En tu vida de ayer y en tu muerte de hoy,
en el grave silencio que te guarda
en un bosque de flores de elevados tallos,
en la penumbra de la música y las luciérnagas.
Vas por comarcas de iluminadas grutas,
de reflejos violetas y de truenos azules,
sin haber interrumpido la ascensión de tu ser,
porque la muerte nos acoge en sus leyendas
y en sus graves dominios de cerezos en flor.
Ella… Ella… La que nos devuelve la memoria
doliente de la esposa, del hijo, del amigo,
y acerca los perros a las tumbas,
y agita mariposas en torno a nuestra frente,
y da suaves movimientos a los retratos en los aposentos.
Ella… Ella… La que tan ardorosamente ignoramos.
¿Cómo he de aguardarla yo en mi angustia?
¿Qué anuncian los coros que a veces oímos
más allá de las arboledas vespertinas?
¿En cuál de nuestros oscuros sobresaltos
ha estado junto a nosotros, mirándonos,
desde su ventana de frío e inolvidables pinos,
como en un espejo de sufrimientos
y de hundido son de campanas,
en ese momento en que nos miramos el rostro con indiferencia,
con recuerdos, y pensamos en el pan de todos los días?
Venimos de la noche y hacia la noche vamos.

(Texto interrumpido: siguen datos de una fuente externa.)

fn write_parent_pointer_getters(w: &mut CodeWriter, class: &Class, tables: &Tables) {
    if !tables.parent_pointers.contains(&class.name) {
        return;
    }
    let parents = &class.dependencies.parent_classes;
    if parents.len() > 1 {
        w.line("// getter for parent classes");
        w.line("template<typename P>");
        w.line("bool IsParent() const {");
        w.scope(|w| {
            w.line("return m_parentType != nullptr && *m_parentType == typeid(P);");
        });
        w.line("}");
        w.blank();
        w.line("template<typename P>");
        w.line("P* GetParent() const {");
        w.scope(|w| {
            let clauses: Vec<String> = parents
                .iter()
                .map(|p| format!("std::is_same<P, {}>::value", custom_replaced_type(p, tables)))
                .collect();
            w.line(format!("static_assert({}, \"template argument for P is not a parent class of {}\");", clauses.join(" || "), class.name));
            w.line("if (m_parent == nullptr) {");
            w.scope(|w| {
                w.line("return nullptr;");
            });
            w.line("}");
            w.line("if (!IsParent<P>()) {");
            w.scope(|w| {
                w.line("throw std::runtime_error(\"bad parent\");");
            });
            w.line("}");
            w.line("return static_cast<P*>(m_parent);");
        });
        w.line("}");
    } else if parents.len() == 1 {
        w.line("// getter for parent class");
        w.line(format!("{}* GetParent() const;", custom_replaced_type(&parents[0], tables)));
    }
    w.blank();
}

fn write_parent_pointer_getter_implementation(w: &mut CodeWriter, class: &Class, tables: &Tables) {
    if !tables.parent_pointers.contains(&class.name) {
        return;
    }
    if class.dependencies.parent_classes.len() == 1 {
        w.line(format!("{}* {}::GetParent() const {{", custom_replaced_type(&class.dependencies.parent_classes[0], tables), class.name));
        w.scope(|w| {
            w.line("return m_parent;");
        });
        w.line("}");
        w.blank();
    }
}

fn write_io_declarations(w: &mut CodeWriter) {
    w.line("CPACSGEN_EXPORT virtual void ReadCPACS(const CpacsDocumentHandle& handle, const std::string& xpath);");
    w.line("CPACSGEN_EXPORT virtual void WriteCPACS(const CpacsDocumentHandle& handle, const std::string& xpath) const;");
    w.blank();
}

fn write_read_attribute_or_element_implementation(
    w: &mut CodeWriter,
    class: &Class,
    field: &Field,
    types: &TypeSystem,
    tables: &Tables,
    options: &Options,
) -> Result<(), CodegenError> {
    let att_or_elem = tixi_func_suffix(field.xml_construct);
    let name = field_name(field.name());

    if let Some(suffix) = tables.fundamental_types.find(&field.type_name) {
        match field.cardinality {
            Cardinality::Optional | Cardinality::Mandatory => {
                w.line(format!("{name} = Get{suffix}{att_or_elem}(handle, xpath, \"{}\");", field.cpacs_name));
            }
            Cardinality::Vector => {
                w.line(format!("ReadElements(handle, xpath, \"{}\", {name}, [&](const std::string& childXPath) {{", field.cpacs_name));
                w.scope(|w| {
                    w.line(format!("return Get{suffix}{att_or_elem}(handle, childXPath, \"\");"));
                });
                w.line("});");
            }
        }
        return Ok(());
    }

    if let Some(target_enum) = types.enums.get(&field.type_name) {
        let read_func = string_to_enum_func(&target_enum.name);
        match field.cardinality {
            Cardinality::Optional | Cardinality::Mandatory => {
                w.line(format!("{name} = {read_func}(GetText{att_or_elem}(handle, xpath, \"{}\"));", field.cpacs_name));
            }
            Cardinality::Vector => {
                return Err(CodegenError::UnresolvedFieldType { type_name: field.type_name.clone() });
            }
        }
        return Ok(());
    }

    if field.xml_construct != XmlConstruct::Attribute && field.xml_construct != XmlConstruct::FundamentalTypeBase && types.classes.contains_key(&field.type_name) {
        let requires_parent_pointer = tables.parent_pointers.contains(&field.type_name);
        let this_ptr = parent_pointer_this(&class.name, tables);
        match field.cardinality {
            Cardinality::Optional => {
                if requires_parent_pointer {
                    w.line(format!("{name}.construct({this_ptr});"));
                } else {
                    w.line(format!("{name}.construct();"));
                }
                if options.generate_try_catch_around_optional_class_reads {
                    w.line("try {");
                    w.scope(|w| {
                        w.line(format!("{name}->ReadCPACS(handle, xpath + \"/{}\");", field.cpacs_name));
                    });
                    w.line("} catch (const std::exception& e) {");
                    w.scope(|w| {
                        w.line(format!("LOG(ERROR) << \"Failed to read {} at xpath \" << xpath << \": \" << e.what();", field.cpacs_name));
                        w.line(format!("{name}.destroy();"));
                    });
                    w.line("}");
                } else {
                    w.line(format!("{name}->ReadCPACS(handle, xpath + \"/{}\");", field.cpacs_name));
                }
            }
            Cardinality::Mandatory => {
                w.line(format!("{name}.ReadCPACS(handle, xpath + \"/{}\");", field.cpacs_name));
            }
            Cardinality::Vector => {
                w.line(format!("ReadElements(handle, xpath, \"{}\", {name}, [&](const std::string& childXPath) {{", field.cpacs_name));
                w.scope(|w| {
                    let type_name = custom_replaced_type(&field.type_name, tables);
                    let ctor_arg = if requires_parent_pointer { this_ptr.clone() } else { String::new() };
                    w.line(format!("auto child = std::make_unique<{type_name}>({ctor_arg});"));
                    w.line("child->ReadCPACS(handle, childXPath);");
                    w.line("return child;");
                });
                w.line("});");
            }
        }
        return Ok(());
    }

    Err(CodegenError::UnresolvedFieldType { type_name: field.type_name.clone() })
}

Tú eres ya el habitante de los reflejos y los ecos,
pero aún oigo tu voz y tu corazón y veo tu sonrisa
y tu barba blanca y tu mano fuerte.
Tu mano, que un día, tuyo, y con palabras tuyas,
de alguien se despedía desde un golfo perdido,
en ese momento en que aprendías a estar solo,
viendo los distantes navíos, los amantes en las playas,
los pescadores moviendo sus barcas hacia las olas.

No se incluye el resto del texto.